***** Entries supplied

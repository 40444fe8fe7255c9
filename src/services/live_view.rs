//! Read paths over ephemeral content.
//!
//! Every read re-applies the TTL predicate against the injected clock, so an
//! expired record is indistinguishable from a deleted or never-created one.
//!
//! Continuous subscriptions run one task each. The task re-evaluates expiry
//! whenever the store emits a new snapshot and, independently of the store, at
//! the earlier of the refresh interval and the next expiry among the records it
//! holds. Expired content therefore disappears from an open subscription
//! without waiting for an unrelated write. Dropping the subscription cancels
//! the task, which stops both the store stream and the timer.

use crate::adapters::store::ContentStore;
use crate::config::{LiveViewConfig, MessagingConfig};
use crate::domain::clock::Clock;
use crate::domain::content::{ContentKind, ContentRecord};
use crate::domain::conversation::ConversationId;
use crate::domain::query::{ContentFilter, ContentQuery, SortOrder};
use crate::domain::user::UserId;
use crate::error::{AppError, Result};
use futures::{Stream, StreamExt};
use opentelemetry::{KeyValue, global, metrics::UpDownCounter};
use std::pin::Pin;
use std::sync::Arc;
use std::task::{Context, Poll};
use std::time::Duration;
use time::OffsetDateTime;
use tokio::sync::mpsc;
use tokio_stream::wrappers::ReceiverStream;
use tokio_util::sync::{CancellationToken, DropGuard};
use tracing::Instrument;
use uuid::Uuid;

/// Lower bound on the re-tick delay so a record on the boundary cannot spin the timer.
const MIN_REFRESH: Duration = Duration::from_millis(5);

#[derive(Clone, Debug)]
struct Metrics {
    active_subscriptions: UpDownCounter<i64>,
}

impl Metrics {
    fn new() -> Self {
        let meter = global::meter("market-ephemera");
        Self {
            active_subscriptions: meter
                .i64_up_down_counter("market_live_subscriptions")
                .with_description("Number of open live-view subscriptions")
                .build(),
        }
    }
}

/// A continuously updated view. Dropping it cancels the underlying task.
#[derive(Debug)]
pub struct LiveSubscription<T> {
    inner: ReceiverStream<T>,
    _cancel: DropGuard,
}

impl<T> LiveSubscription<T> {
    /// Stops the subscription immediately.
    pub fn cancel(self) {
        drop(self);
    }
}

impl<T> Stream for LiveSubscription<T> {
    type Item = T;

    fn poll_next(mut self: Pin<&mut Self>, cx: &mut Context<'_>) -> Poll<Option<T>> {
        Pin::new(&mut self.inner).poll_next(cx)
    }
}

#[derive(Clone, Debug)]
pub struct LiveView {
    store: Arc<dyn ContentStore>,
    clock: Arc<dyn Clock>,
    refresh_interval: Duration,
    buffer_size: usize,
    paging: MessagingConfig,
    metrics: Metrics,
}

impl LiveView {
    #[must_use]
    pub fn new(
        store: Arc<dyn ContentStore>,
        clock: Arc<dyn Clock>,
        config: &LiveViewConfig,
        paging: MessagingConfig,
    ) -> Self {
        Self {
            store,
            clock,
            refresh_interval: Duration::from_millis(config.refresh_interval_ms).max(MIN_REFRESH),
            buffer_size: config.subscription_buffer_size.max(1),
            paging,
            metrics: Metrics::new(),
        }
    }

    /// Fetches a live message by id.
    ///
    /// # Errors
    /// Returns `AppError::NotFound` if the message never existed, was deleted, or has expired.
    pub async fn get_message(&self, id: Uuid) -> Result<ContentRecord> {
        self.get_live(ContentKind::Message, id).await
    }

    /// Fetches a live story by id.
    ///
    /// # Errors
    /// Returns `AppError::NotFound` if the story never existed, was deleted, or has expired.
    pub async fn get_story(&self, id: Uuid) -> Result<ContentRecord> {
        self.get_live(ContentKind::Story, id).await
    }

    #[tracing::instrument(err(level = "debug"), skip(self), fields(content.kind = %kind, content.id = %id))]
    pub(crate) async fn get_live(&self, kind: ContentKind, id: Uuid) -> Result<ContentRecord> {
        let record = self.store.get_by_id(kind, id).await?;
        let now = self.clock.now();
        record.filter(|r| r.is_live_at(now)).ok_or(AppError::NotFound)
    }

    /// Live messages between two users, newest first.
    #[must_use]
    pub fn subscribe_conversation(
        &self,
        user_a: &UserId,
        user_b: &UserId,
        page_size: Option<usize>,
    ) -> LiveSubscription<Vec<ContentRecord>> {
        let conversation_id = ConversationId::between(user_a, user_b);
        let query = self.page(ContentKind::Message, ContentFilter::default().conversation(conversation_id), page_size);
        self.spawn_view("conversation", query, |records| records)
    }

    /// Live messages in any conversation the user takes part in, newest first.
    #[must_use]
    pub fn subscribe_user_conversations(
        &self,
        user_id: &UserId,
        page_size: Option<usize>,
    ) -> LiveSubscription<Vec<ContentRecord>> {
        let query = self.page(ContentKind::Message, ContentFilter::default().participant(user_id.clone()), page_size);
        self.spawn_view("user_conversations", query, |records| records)
    }

    /// Number of live, unread messages addressed to the user.
    #[must_use]
    pub fn subscribe_unread_count(&self, user_id: &UserId) -> LiveSubscription<usize> {
        let filter = ContentFilter::default().target(user_id.clone()).read(false);
        let query = ContentQuery::new(ContentKind::Message).filter(filter);
        self.spawn_view("unread_count", query, |records| records.len())
    }

    /// Live stories from every vendor, newest first.
    #[must_use]
    pub fn subscribe_feed(&self, page_size: Option<usize>) -> LiveSubscription<Vec<ContentRecord>> {
        let query = self.page(ContentKind::Story, ContentFilter::default(), page_size);
        self.spawn_view("feed", query, |records| records)
    }

    /// Live stories posted by one vendor, newest first.
    #[must_use]
    pub fn subscribe_vendor_stories(
        &self,
        owner_id: &UserId,
        page_size: Option<usize>,
    ) -> LiveSubscription<Vec<ContentRecord>> {
        let query = self.page(ContentKind::Story, ContentFilter::default().owner(owner_id.clone()), page_size);
        self.spawn_view("vendor_stories", query, |records| records)
    }

    fn page(&self, kind: ContentKind, filter: ContentFilter, page_size: Option<usize>) -> ContentQuery {
        // All records of a kind share one TTL, so in newest-first order the expired
        // records always trail the live ones and never crowd a page.
        ContentQuery::new(kind).filter(filter).order(SortOrder::NewestFirst).limit(self.paging.page_size(page_size))
    }

    fn spawn_view<T, F>(&self, view: &'static str, mut query: ContentQuery, project: F) -> LiveSubscription<T>
    where
        T: Clone + PartialEq + Send + 'static,
        F: Fn(Vec<ContentRecord>) -> T + Send + 'static,
    {
        let now = self.clock.now();
        query.filter.expires_after = Some(now);

        let (tx, rx) = mpsc::channel(self.buffer_size);
        let cancel = CancellationToken::new();
        let task_cancel = cancel.clone();
        let mut upstream = self.store.subscribe(query);
        let clock = Arc::clone(&self.clock);
        let refresh_interval = self.refresh_interval;
        let metrics = self.metrics.clone();
        let labels = [KeyValue::new("view", view)];

        metrics.active_subscriptions.add(1, &labels);
        tokio::spawn(
            async move {
                let mut held: Vec<ContentRecord> = Vec::new();
                let mut primed = false;
                let mut last: Option<T> = None;

                loop {
                    let wake = next_wake(&held, clock.now(), refresh_interval);
                    tokio::select! {
                        () = task_cancel.cancelled() => break,
                        () = tx.closed() => break,
                        snapshot = upstream.next() => match snapshot {
                            Some(Ok(records)) => {
                                held = records;
                                primed = true;
                            }
                            Some(Err(e)) => {
                                tracing::warn!(error = %e, "Live view store snapshot failed, keeping previous");
                                continue;
                            }
                            None => {
                                tracing::debug!("Store subscription ended");
                                break;
                            }
                        },
                        () = tokio::time::sleep(wake) => {}
                    }

                    if !primed {
                        continue;
                    }

                    let now = clock.now();
                    held.retain(|r| r.is_live_at(now));
                    let value = project(held.clone());
                    if last.as_ref() != Some(&value) {
                        if tx.send(value.clone()).await.is_err() {
                            break;
                        }
                        last = Some(value);
                    }
                }

                metrics.active_subscriptions.add(-1, &labels);
                tracing::debug!("Live view subscription closed");
            }
            .instrument(tracing::debug_span!("live_view", view)),
        );

        LiveSubscription { inner: ReceiverStream::new(rx), _cancel: cancel.drop_guard() }
    }
}

/// Delay until the next expiry re-evaluation.
fn next_wake(held: &[ContentRecord], now: OffsetDateTime, refresh_interval: Duration) -> Duration {
    held.iter()
        .map(|r| Duration::try_from(r.expires_at() - now).unwrap_or(Duration::ZERO))
        .min()
        .map_or(refresh_interval, |until_expiry| until_expiry.min(refresh_interval))
        .max(MIN_REFRESH)
}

**********

* Work request
Return, with no change at all, every line in the entries above from the line containing "ContentFilter, page_size: Option<usize>)" through the line containing "let mut held: Vec<ContentRecord>".

* Solution for this task
    fn page(&self, kind: ContentKind, filter: ContentFilter, page_size: Option<usize>) -> ContentQuery {
        // All records of a kind share one TTL, so in newest-first order the expired
        // records always trail the live ones and never crowd a page.
        ContentQuery::new(kind).filter(filter).order(SortOrder::NewestFirst).limit(self.paging.page_size(page_size))
    }

    fn spawn_view<T, F>(&self, view: &'static str, mut query: ContentQuery, project: F) -> LiveSubscription<T>
    where
        T: Clone + PartialEq + Send + 'static,
        F: Fn(Vec<ContentRecord>) -> T + Send + 'static,
    {
        let now = self.clock.now();
        query.filter.expires_after = Some(now);

        let (tx, rx) = mpsc::channel(self.buffer_size);
        let cancel = CancellationToken::new();
        let task_cancel = cancel.clone();
        let mut upstream = self.store.subscribe(query);
        let clock = Arc::clone(&self.clock);
        let refresh_interval = self.refresh_interval;
        let metrics = self.metrics.clone();
        let labels = [KeyValue::new("view", view)];

        metrics.active_subscriptions.add(1, &labels);
        tokio::spawn(
            async move {
                let mut held: Vec<ContentRecord> = Vec::new();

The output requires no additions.